A principios de aquel curso encontré en la Facultad a un antiguo compañero de colegio de Madrid, Federico Platar, que venía a estudiar o más bien a terminar Derecho. Era hombre de «posibles» y ya metido en el mundo de los negocios. Traigo este encuentro a colación porque aquel año Federico -no sé si en sociedad con alguien más- inauguró en Oviedo un sitio muy especial que todos los de aquella época recordarán, me estoy refiriendo a Canary, en la calle Foncalada. Era algo más que una buena discoteca, bien decorado, elegante y con buen ambiente; marcó un hito en la vida social del Oviedo de entonces porque no había nada de ese tipo, aunque un poco caro para estudiantes.

Por allí pasaban los sábados por la noche las mejores atracciones del momento. Aún recuerdo, por pintoresca, la actuación de D. Jaime de Mora y Aragón, un gran pianista que como recordarán era hermano de la reina Fabiola de Bélgica, personaje excéntrico pero interesante; llegó a Canary vestido de frac, con monóculo y chistera y sentado en el asiento trasero de un humilde Seat 600 conducido por un chófer uniformado que le abrió la puerta y se quitó respetuosamente la gorra ante el asombro de todos los que estábamos en la entrada.

También y sobre todo me acuerdo de la actuación de Rocío Jurado cuando casi era una desconocida. Estuvo en Oviedo acompañada de su madre y también de su agente, quien casualmente era amigo de Luis Foix, mi íntimo amigo, por lo que ambos fuimos invitados al evento. Compartimos todos una mesa junto a la pista de baile, con el local lleno a tope. Rocío tendría entonces unos veintitantos años y estaba guapísima. Terminada la actuación, a lo largo de la noche la invité varias veces a bailar para solaz mío, pero sobre todo para envidia de los numerosos compañeros que allí se encontraban. Muchos años después, ya en mi tierra, la saludé y aún se acordaba de aquella noche en Oviedo. Dios la tenga en su gloria.

Resultaría imperdonable por mi parte dejar pasar esta ocasión sin hacer alguna alusión a la tuna. Aparte de actuar en Canary en alguna ocasión, continuábamos con nuestras rondas nocturnas de los sábados, así como asistiendo a numerosas fiestas de pueblos, algunas tan emblemáticas como Les Comadres de Pola de Siero, en cuya plaza de abastos, llena a tope, actuábamos por invitación del Ayuntamiento.

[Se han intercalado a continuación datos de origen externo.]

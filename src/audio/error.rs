//! Audio engine error types.

use thiserror::Error;

/// Errors that can occur when starting or running playback.
#[derive(Debug, Error)]
pub enum AudioError {
    /// Audio output device is not available.
    #[error("オーディオデバイスが利用できません: {0}")]
    DeviceUnavailable(String),

    /// The remote stream could not be opened.
    #[error("ストリームを開けませんでした: {0}")]
    StreamOpen(String),

    /// The audio data could not be decoded.
    #[error("オーディオのデコードに失敗しました: {0}")]
    Decode(String),

    /// Generic playback failure.
    #[error("再生エラー: {0}")]
    Playback(String),
}

impl AudioError {
    /// Returns true if the failure is about the output device rather than
    /// the source.
    #[must_use]
    pub fn is_device_error(&self) -> bool {
        matches!(self, Self::DeviceUnavailable(_))
    }

    /// Returns true if the failure came from the network stream itself.
    #[must_use]
    pub fn is_stream_error(&self) -> bool {
        matches!(self, Self::StreamOpen(_) | Self::Decode(_))
    }
}
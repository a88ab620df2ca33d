//! Storage error types.

use thiserror::Error;

/// Errors that can occur in the key-value storage layer.
#[derive(Debug, Error)]
pub enum StorageError {
    /// Underlying file I/O failed.
    #[error("ストレージの読み書きに失敗しました: {0}")]
    Io(String),

    /// The storage file exists but could not be parsed.
    #[error("ストレージファイルが破損しています: {0}")]
    Corrupt(String),
}

impl StorageError {
    /// Returns true if the stored data itself is unusable (as opposed to a
    /// transient I/O failure).
    #[must_use]
    pub fn is_corrupt(&self) -> bool {
        matches!(self, Self::Corrupt(_))
    }
}
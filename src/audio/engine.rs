//! Playback engine implementations.
//!
//! The engine owns the single audio output of the process. Whoever holds it
//! at an instant (a firing alarm or a station preview) starts exactly one
//! source; starting a new source supersedes the previous one. Asynchronous
//! outcomes (stream finished, stream died right after starting) surface as
//! [`EngineEvent`]s so subscribers can unwind their own session state.

use std::sync::atomic::{AtomicU64, AtomicUsize, Ordering};
use std::sync::{Arc, Mutex};
use std::time::{Duration, Instant};

use async_trait::async_trait;
use rodio::source::SineWave;
use rodio::{Decoder, OutputStream, OutputStreamHandle, Sink, Source};
use stream_download::storage::temp::TempStorageProvider;
use stream_download::{Settings, StreamDownload};
use tokio::sync::broadcast;
use tracing::{debug, warn};

use super::error::AudioError;
use super::source::AudioSource;

/// A stream that ends this soon after starting never produced real audio.
const STARTUP_FAILURE_WINDOW: Duration = Duration::from_secs(2);

/// Capacity of the engine event channel.
const EVENT_CHANNEL_CAPACITY: usize = 64;

/// Asynchronous playback outcomes.
#[derive(Debug, Clone, PartialEq, Eq)]
pub enum EngineEvent {
    /// A source was started and audio is queued on the output.
    Started,
    /// The current source ended on its own.
    Finished,
    /// The current source died before producing real audio.
    Failed(String),
}

/// Uniform play/stop contract over the audio output.
#[async_trait]
pub trait PlaybackEngine: Send + Sync {
    /// Starts the given source, superseding whatever was playing.
    ///
    /// Resolves once audio is queued on the output. Later outcomes arrive
    /// as [`EngineEvent`]s.
    async fn start(&self, source: &AudioSource) -> Result<(), AudioError>;

    /// Stops playback. Safe to call when nothing is loaded.
    fn stop(&self);

    /// Returns true while a source is loaded and not exhausted.
    fn is_playing(&self) -> bool;

    /// Subscribes to asynchronous playback outcomes.
    fn subscribe(&self) -> broadcast::Receiver<EngineEvent>;
}

/// Returns true for the known-benign error raced out by a concurrent stop;
/// it is logged at debug level and never escalated.
pub(crate) fn is_benign_teardown_error(error: &AudioError) -> bool {
    error.to_string().contains("seek interrupted")
}

// ============================================================================
// RodioEngine
// ============================================================================

/// Production engine backed by rodio.
pub struct RodioEngine {
    inner: Arc<EngineInner>,
}

struct EngineInner {
    handle: OutputStreamHandle,
    sink: Mutex<Option<Arc<Sink>>>,
    events: broadcast::Sender<EngineEvent>,
    // Bumped on every start/stop; stale watchers and racing decodes compare
    // against it before touching shared state.
    generation: AtomicU64,
}

impl RodioEngine {
    /// Creates the engine and opens the default audio output.
    ///
    /// # Errors
    ///
    /// Returns [`AudioError::DeviceUnavailable`] when no output device
    /// exists.
    pub fn new() -> Result<Self, AudioError> {
        let (stream, handle) =
            OutputStream::try_default().map_err(|e| AudioError::DeviceUnavailable(e.to_string()))?;
        // The output stream must stay alive for the whole process; dropping
        // it silences every sink created from its handle.
        std::mem::forget(stream);

        let (events, _) = broadcast::channel(EVENT_CHANNEL_CAPACITY);
        debug!("Audio output stream initialized");

        Ok(Self {
            inner: Arc::new(EngineInner {
                handle,
                sink: Mutex::new(None),
                events,
                generation: AtomicU64::new(0),
            }),
        })
    }

    async fn open_stream_sink(&self, name: &str, url: &str) -> Result<Sink, AudioError> {
        debug!(station = name, url, "Opening stream");
        let parsed = url
            .parse::<reqwest::Url>()
            .map_err(|e| AudioError::StreamOpen(e.to_string()))?;
        let reader =
            StreamDownload::new_http(parsed, TempStorageProvider::new(), Settings::default())
                .await
                .map_err(|e| AudioError::StreamOpen(e.to_string()))?;

        let handle = self.inner.handle.clone();
        let join = tokio::task::spawn_blocking(move || -> Result<Sink, AudioError> {
            let decoder = Decoder::new(reader).map_err(|e| AudioError::Decode(e.to_string()))?;
            let sink =
                Sink::try_new(&handle).map_err(|e| AudioError::Playback(e.to_string()))?;
            sink.append(decoder);
            Ok(sink)
        });
        match join.await {
            Ok(result) => result,
            Err(e) => Err(AudioError::Playback(e.to_string())),
        }
    }

    fn open_fallback_sink(&self) -> Result<Sink, AudioError> {
        let sink =
            Sink::try_new(&self.inner.handle).map_err(|e| AudioError::Playback(e.to_string()))?;
        sink.append(alarm_tone());
        Ok(sink)
    }

    fn install_sink(&self, sink: Sink, generation: u64) {
        let sink = Arc::new(sink);
        *self.inner.sink.lock().unwrap() = Some(Arc::clone(&sink));

        let inner = Arc::clone(&self.inner);
        let started_at = Instant::now();
        tokio::task::spawn_blocking(move || {
            sink.sleep_until_end();
            if inner.generation.load(Ordering::SeqCst) != generation {
                // Superseded by a newer start or an explicit stop.
                return;
            }
            inner.sink.lock().unwrap().take();
            let event = if started_at.elapsed() < STARTUP_FAILURE_WINDOW {
                EngineEvent::Failed("stream ended during startup".to_string())
            } else {
                EngineEvent::Finished
            };
            let _ = inner.events.send(event);
        });
    }
}

#[async_trait]
impl PlaybackEngine for RodioEngine {
    async fn start(&self, source: &AudioSource) -> Result<(), AudioError> {
        let generation = self.inner.generation.fetch_add(1, Ordering::SeqCst) + 1;
        if let Some(previous) = self.inner.sink.lock().unwrap().take() {
            previous.stop();
        }

        let sink = match source {
            AudioSource::Stream { name, url } => match self.open_stream_sink(name, url).await {
                Ok(sink) => sink,
                Err(e) => {
                    if self.inner.generation.load(Ordering::SeqCst) != generation {
                        // A stop or swap won the race while the decoder was
                        // still probing; the session is already dead.
                        if is_benign_teardown_error(&e) {
                            debug!(error = %e, "Ignoring benign teardown race");
                        } else {
                            warn!(error = %e, "Error from superseded playback session");
                        }
                    }
                    return Err(e);
                }
            },
            AudioSource::Fallback { name } => {
                debug!(name = name.as_str(), "Starting fallback tone");
                self.open_fallback_sink()?
            }
        };

        self.install_sink(sink, generation);
        let _ = self.inner.events.send(EngineEvent::Started);
        Ok(())
    }

    fn stop(&self) {
        self.inner.generation.fetch_add(1, Ordering::SeqCst);
        let sink = self.inner.sink.lock().unwrap().take();
        match sink {
            Some(sink) => {
                sink.stop();
                debug!("Playback stopped");
            }
            // Nothing loaded: stop is a no-op.
            None => debug!("Stop requested with no active playback"),
        }
    }

    fn is_playing(&self) -> bool {
        self.inner
            .sink
            .lock()
            .unwrap()
            .as_ref()
            .is_some_and(|sink| !sink.empty())
    }

    fn subscribe(&self) -> broadcast::Receiver<EngineEvent> {
        self.inner.events.subscribe()
    }
}

/// Repeating two-phase beep used when no station can be played.
fn alarm_tone() -> impl Source<Item = f32> + Send + 'static {
    SineWave::new(880.0)
        .take_duration(Duration::from_millis(350))
        .amplify(0.6)
        .delay(Duration::from_millis(250))
        .repeat_infinite()
}

// ============================================================================
// MockEngine
// ============================================================================

/// Scriptable engine for tests.
///
/// Records every started source, can fail a scripted number of starts, and
/// lets tests inject asynchronous outcomes.
pub struct MockEngine {
    started: Mutex<Vec<AudioSource>>,
    playing: std::sync::atomic::AtomicBool,
    stop_count: AtomicUsize,
    fail_remaining: AtomicUsize,
    events: broadcast::Sender<EngineEvent>,
}

impl Default for MockEngine {
    fn default() -> Self {
        let (events, _) = broadcast::channel(EVENT_CHANNEL_CAPACITY);
        Self {
            started: Mutex::new(Vec::new()),
            playing: std::sync::atomic::AtomicBool::new(false),
            stop_count: AtomicUsize::new(0),
            fail_remaining: AtomicUsize::new(0),
            events,
        }
    }
}

impl MockEngine {
    #[must_use]
    pub fn new() -> Self {
        Self::default()
    }

    /// Makes the next `n` calls to `start` fail.
    pub fn fail_next_starts(&self, n: usize) {
        self.fail_remaining.store(n, Ordering::SeqCst);
    }

    /// Returns every source passed to `start`, in order.
    #[must_use]
    pub fn started_sources(&self) -> Vec<AudioSource> {
        self.started.lock().unwrap().clone()
    }

    /// Returns the number of successful and failed `start` calls.
    #[must_use]
    pub fn start_count(&self) -> usize {
        self.started.lock().unwrap().len()
    }

    /// Returns the number of `stop` calls.
    #[must_use]
    pub fn stop_count(&self) -> usize {
        self.stop_count.load(Ordering::SeqCst)
    }

    /// Injects an asynchronous engine event.
    pub fn emit(&self, event: EngineEvent) {
        if matches!(event, EngineEvent::Finished | EngineEvent::Failed(_)) {
            self.playing.store(false, Ordering::SeqCst);
        }
        let _ = self.events.send(event);
    }
}

#[async_trait]
impl PlaybackEngine for MockEngine {
    async fn start(&self, source: &AudioSource) -> Result<(), AudioError> {
        self.started.lock().unwrap().push(source.clone());
        if self
            .fail_remaining
            .fetch_update(Ordering::SeqCst, Ordering::SeqCst, |n| n.checked_sub(1))
            .is_ok()
        {
            return Err(AudioError::Playback("mock playback failure".to_string()));
        }
        self.playing.store(true, Ordering::SeqCst);
        let _ = self.events.send(EngineEvent::Started);
        Ok(())
    }

    fn stop(&self) {
        self.stop_count.fetch_add(1, Ordering::SeqCst);
        self.playing.store(false, Ordering::SeqCst);
    }

    fn is_playing(&self) -> bool {
        self.playing.load(Ordering::SeqCst)
    }

    fn subscribe(&self) -> broadcast::Receiver<EngineEvent> {
        self.events.subscribe()
    }
}

// ============================================================================
// Tests
// ============================================================================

Quiero dedicar un afectuoso recuerdo a un buen tuno y viejo amigo de Oviedo, Chema Combarro, de quien he sabido que se encuentra algo delicado. Fuimos inseparables en aquellos tiempos, tanto es así que nos llamaban San Tirso y la Catedral y es que, además, el era bajito y yo muy alto. Desde aquí le envío ánimos.

Como escribo desde la distancia ignoro el efecto que tendrán estos añejos relatos sobre los distinguidos lectores, quizás aburran a los que no vivieron aquel tiempo, o a lo mejor no, pero confío en que, al menos, servirán para reavivar los recuerdos de cuantos compartimos aquella época de la juventud .

A ellos, a la gente de mi tiempo, a mis compañeros de camino, conocidos o no, va dedicado este artículo.